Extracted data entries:
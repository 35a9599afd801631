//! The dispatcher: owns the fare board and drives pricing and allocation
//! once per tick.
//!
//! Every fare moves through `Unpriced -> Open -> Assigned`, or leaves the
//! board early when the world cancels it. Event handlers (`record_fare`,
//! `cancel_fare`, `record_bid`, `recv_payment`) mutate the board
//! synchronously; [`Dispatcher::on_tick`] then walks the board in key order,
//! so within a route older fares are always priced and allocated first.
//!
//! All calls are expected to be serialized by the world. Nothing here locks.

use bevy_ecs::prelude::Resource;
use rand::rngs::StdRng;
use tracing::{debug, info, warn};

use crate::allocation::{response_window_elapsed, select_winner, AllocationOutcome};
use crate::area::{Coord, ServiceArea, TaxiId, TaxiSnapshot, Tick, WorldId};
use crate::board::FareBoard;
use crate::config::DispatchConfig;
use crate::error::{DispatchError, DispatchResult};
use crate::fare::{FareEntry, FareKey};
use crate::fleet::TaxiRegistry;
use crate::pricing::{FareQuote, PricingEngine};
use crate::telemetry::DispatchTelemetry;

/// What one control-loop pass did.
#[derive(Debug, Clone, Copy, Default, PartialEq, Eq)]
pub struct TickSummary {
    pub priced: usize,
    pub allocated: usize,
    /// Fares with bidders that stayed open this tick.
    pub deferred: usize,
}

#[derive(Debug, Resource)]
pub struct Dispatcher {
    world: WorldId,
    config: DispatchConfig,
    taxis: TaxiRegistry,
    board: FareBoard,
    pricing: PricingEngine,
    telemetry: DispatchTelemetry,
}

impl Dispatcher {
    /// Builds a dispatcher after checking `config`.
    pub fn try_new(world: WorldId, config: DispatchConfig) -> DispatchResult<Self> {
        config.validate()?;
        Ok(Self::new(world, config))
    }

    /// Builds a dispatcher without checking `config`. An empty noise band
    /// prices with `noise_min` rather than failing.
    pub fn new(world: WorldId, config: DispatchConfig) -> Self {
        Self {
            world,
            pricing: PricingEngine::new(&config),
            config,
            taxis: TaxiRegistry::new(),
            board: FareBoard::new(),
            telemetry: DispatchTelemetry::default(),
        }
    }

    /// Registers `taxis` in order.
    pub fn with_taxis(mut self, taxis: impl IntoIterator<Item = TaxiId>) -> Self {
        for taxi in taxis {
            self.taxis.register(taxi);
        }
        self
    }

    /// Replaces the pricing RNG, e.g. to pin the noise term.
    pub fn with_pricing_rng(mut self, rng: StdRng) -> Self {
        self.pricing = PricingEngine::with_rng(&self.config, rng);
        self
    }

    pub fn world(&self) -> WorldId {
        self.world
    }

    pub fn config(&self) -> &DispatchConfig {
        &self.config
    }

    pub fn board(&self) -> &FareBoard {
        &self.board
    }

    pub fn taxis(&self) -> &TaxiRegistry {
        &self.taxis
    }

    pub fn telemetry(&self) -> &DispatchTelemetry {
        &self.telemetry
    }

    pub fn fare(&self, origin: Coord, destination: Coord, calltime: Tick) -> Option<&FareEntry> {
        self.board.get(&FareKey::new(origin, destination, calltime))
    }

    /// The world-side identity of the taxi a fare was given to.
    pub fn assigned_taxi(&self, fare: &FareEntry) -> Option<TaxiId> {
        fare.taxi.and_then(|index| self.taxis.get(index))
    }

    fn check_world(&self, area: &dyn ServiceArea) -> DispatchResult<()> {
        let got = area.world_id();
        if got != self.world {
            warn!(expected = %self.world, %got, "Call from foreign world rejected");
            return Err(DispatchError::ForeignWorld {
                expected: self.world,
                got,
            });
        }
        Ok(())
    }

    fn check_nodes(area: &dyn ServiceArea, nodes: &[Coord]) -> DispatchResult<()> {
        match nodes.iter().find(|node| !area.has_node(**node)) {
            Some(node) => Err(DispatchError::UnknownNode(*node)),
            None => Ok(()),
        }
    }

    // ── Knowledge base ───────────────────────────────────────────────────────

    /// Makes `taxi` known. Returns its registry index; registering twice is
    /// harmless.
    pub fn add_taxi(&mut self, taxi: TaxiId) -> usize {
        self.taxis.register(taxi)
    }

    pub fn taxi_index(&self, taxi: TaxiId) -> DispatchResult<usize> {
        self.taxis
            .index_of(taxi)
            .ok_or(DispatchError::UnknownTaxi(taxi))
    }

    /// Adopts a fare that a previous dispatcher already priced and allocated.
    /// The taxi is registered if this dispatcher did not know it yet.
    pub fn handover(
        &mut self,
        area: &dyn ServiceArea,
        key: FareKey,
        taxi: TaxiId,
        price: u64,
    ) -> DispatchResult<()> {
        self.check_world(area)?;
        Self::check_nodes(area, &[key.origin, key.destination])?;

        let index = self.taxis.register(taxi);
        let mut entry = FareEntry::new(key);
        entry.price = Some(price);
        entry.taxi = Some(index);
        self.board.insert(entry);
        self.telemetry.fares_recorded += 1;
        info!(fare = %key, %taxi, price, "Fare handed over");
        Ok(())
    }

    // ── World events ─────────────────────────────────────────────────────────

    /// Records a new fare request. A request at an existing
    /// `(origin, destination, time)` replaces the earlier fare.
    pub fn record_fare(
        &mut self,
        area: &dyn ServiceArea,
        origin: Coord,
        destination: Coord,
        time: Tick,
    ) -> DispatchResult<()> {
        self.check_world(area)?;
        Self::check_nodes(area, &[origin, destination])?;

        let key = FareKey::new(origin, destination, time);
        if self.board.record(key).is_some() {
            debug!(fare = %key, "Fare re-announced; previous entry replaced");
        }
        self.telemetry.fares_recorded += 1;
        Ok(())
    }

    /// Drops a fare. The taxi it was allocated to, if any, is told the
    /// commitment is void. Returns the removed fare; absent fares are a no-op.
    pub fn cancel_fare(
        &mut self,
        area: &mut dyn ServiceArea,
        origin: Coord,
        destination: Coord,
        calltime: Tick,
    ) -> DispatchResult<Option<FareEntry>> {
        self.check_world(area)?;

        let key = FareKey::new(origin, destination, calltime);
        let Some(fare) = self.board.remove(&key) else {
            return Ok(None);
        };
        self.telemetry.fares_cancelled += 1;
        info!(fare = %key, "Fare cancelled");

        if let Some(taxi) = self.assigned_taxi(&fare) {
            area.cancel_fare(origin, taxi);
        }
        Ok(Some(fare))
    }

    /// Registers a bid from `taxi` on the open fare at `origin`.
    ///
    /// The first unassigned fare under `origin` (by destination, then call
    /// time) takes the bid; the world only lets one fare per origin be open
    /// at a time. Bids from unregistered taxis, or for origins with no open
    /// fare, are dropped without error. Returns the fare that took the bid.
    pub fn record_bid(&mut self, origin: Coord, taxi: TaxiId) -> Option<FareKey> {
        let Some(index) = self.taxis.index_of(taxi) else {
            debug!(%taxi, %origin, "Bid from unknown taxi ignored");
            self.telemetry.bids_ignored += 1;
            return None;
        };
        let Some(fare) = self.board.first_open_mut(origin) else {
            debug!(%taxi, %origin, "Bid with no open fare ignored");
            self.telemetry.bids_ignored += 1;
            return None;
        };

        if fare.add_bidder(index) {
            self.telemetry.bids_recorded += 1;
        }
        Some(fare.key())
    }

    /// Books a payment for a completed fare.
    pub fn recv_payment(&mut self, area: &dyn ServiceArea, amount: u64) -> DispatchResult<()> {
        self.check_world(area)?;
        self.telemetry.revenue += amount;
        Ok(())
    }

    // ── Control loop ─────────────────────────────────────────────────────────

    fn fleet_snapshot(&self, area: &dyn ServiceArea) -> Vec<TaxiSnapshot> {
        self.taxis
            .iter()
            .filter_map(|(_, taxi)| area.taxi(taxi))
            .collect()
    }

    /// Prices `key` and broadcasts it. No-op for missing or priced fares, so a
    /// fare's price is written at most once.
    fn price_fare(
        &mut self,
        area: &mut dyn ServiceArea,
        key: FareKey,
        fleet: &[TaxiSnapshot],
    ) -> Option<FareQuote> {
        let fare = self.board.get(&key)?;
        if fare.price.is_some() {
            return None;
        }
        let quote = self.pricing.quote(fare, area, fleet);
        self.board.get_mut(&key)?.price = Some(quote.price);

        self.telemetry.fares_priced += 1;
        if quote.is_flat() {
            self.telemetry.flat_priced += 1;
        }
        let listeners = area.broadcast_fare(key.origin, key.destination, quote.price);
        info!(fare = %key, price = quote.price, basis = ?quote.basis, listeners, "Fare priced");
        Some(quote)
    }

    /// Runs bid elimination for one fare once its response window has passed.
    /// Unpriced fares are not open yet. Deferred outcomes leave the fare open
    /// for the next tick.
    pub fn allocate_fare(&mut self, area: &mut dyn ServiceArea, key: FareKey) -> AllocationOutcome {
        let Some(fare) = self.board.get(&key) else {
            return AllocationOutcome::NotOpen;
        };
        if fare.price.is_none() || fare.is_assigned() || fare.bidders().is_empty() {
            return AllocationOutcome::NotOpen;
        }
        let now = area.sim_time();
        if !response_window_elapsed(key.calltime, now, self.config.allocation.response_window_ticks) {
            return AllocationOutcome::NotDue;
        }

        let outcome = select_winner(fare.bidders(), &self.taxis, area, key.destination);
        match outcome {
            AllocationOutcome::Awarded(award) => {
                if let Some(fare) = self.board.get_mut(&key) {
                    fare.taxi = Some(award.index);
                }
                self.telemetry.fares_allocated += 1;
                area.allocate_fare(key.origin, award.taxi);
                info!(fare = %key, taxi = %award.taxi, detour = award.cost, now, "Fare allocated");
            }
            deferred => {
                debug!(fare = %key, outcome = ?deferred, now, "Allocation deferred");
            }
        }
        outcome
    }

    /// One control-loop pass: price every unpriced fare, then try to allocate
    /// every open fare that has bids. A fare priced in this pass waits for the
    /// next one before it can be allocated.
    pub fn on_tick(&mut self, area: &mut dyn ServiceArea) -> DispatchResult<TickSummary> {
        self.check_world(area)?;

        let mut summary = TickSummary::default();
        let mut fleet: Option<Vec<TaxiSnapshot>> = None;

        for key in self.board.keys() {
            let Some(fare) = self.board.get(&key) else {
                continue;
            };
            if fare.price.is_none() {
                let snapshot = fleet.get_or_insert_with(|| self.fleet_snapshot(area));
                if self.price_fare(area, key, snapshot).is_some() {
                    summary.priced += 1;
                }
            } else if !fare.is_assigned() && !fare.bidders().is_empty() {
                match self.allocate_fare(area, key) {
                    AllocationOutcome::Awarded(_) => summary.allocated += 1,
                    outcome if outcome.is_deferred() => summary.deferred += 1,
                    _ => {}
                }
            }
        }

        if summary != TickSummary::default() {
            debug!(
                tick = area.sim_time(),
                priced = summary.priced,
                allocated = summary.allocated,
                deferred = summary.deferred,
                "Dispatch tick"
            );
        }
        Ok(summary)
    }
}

# [Exercise description]
Report every line of the data above that contains the string "match" by copying it in full.

# [Solution for this exercise]
        match nodes.iter().find(|node| !area.has_node(**node)) {
        match outcome {
                match self.allocate_fare(area, key) {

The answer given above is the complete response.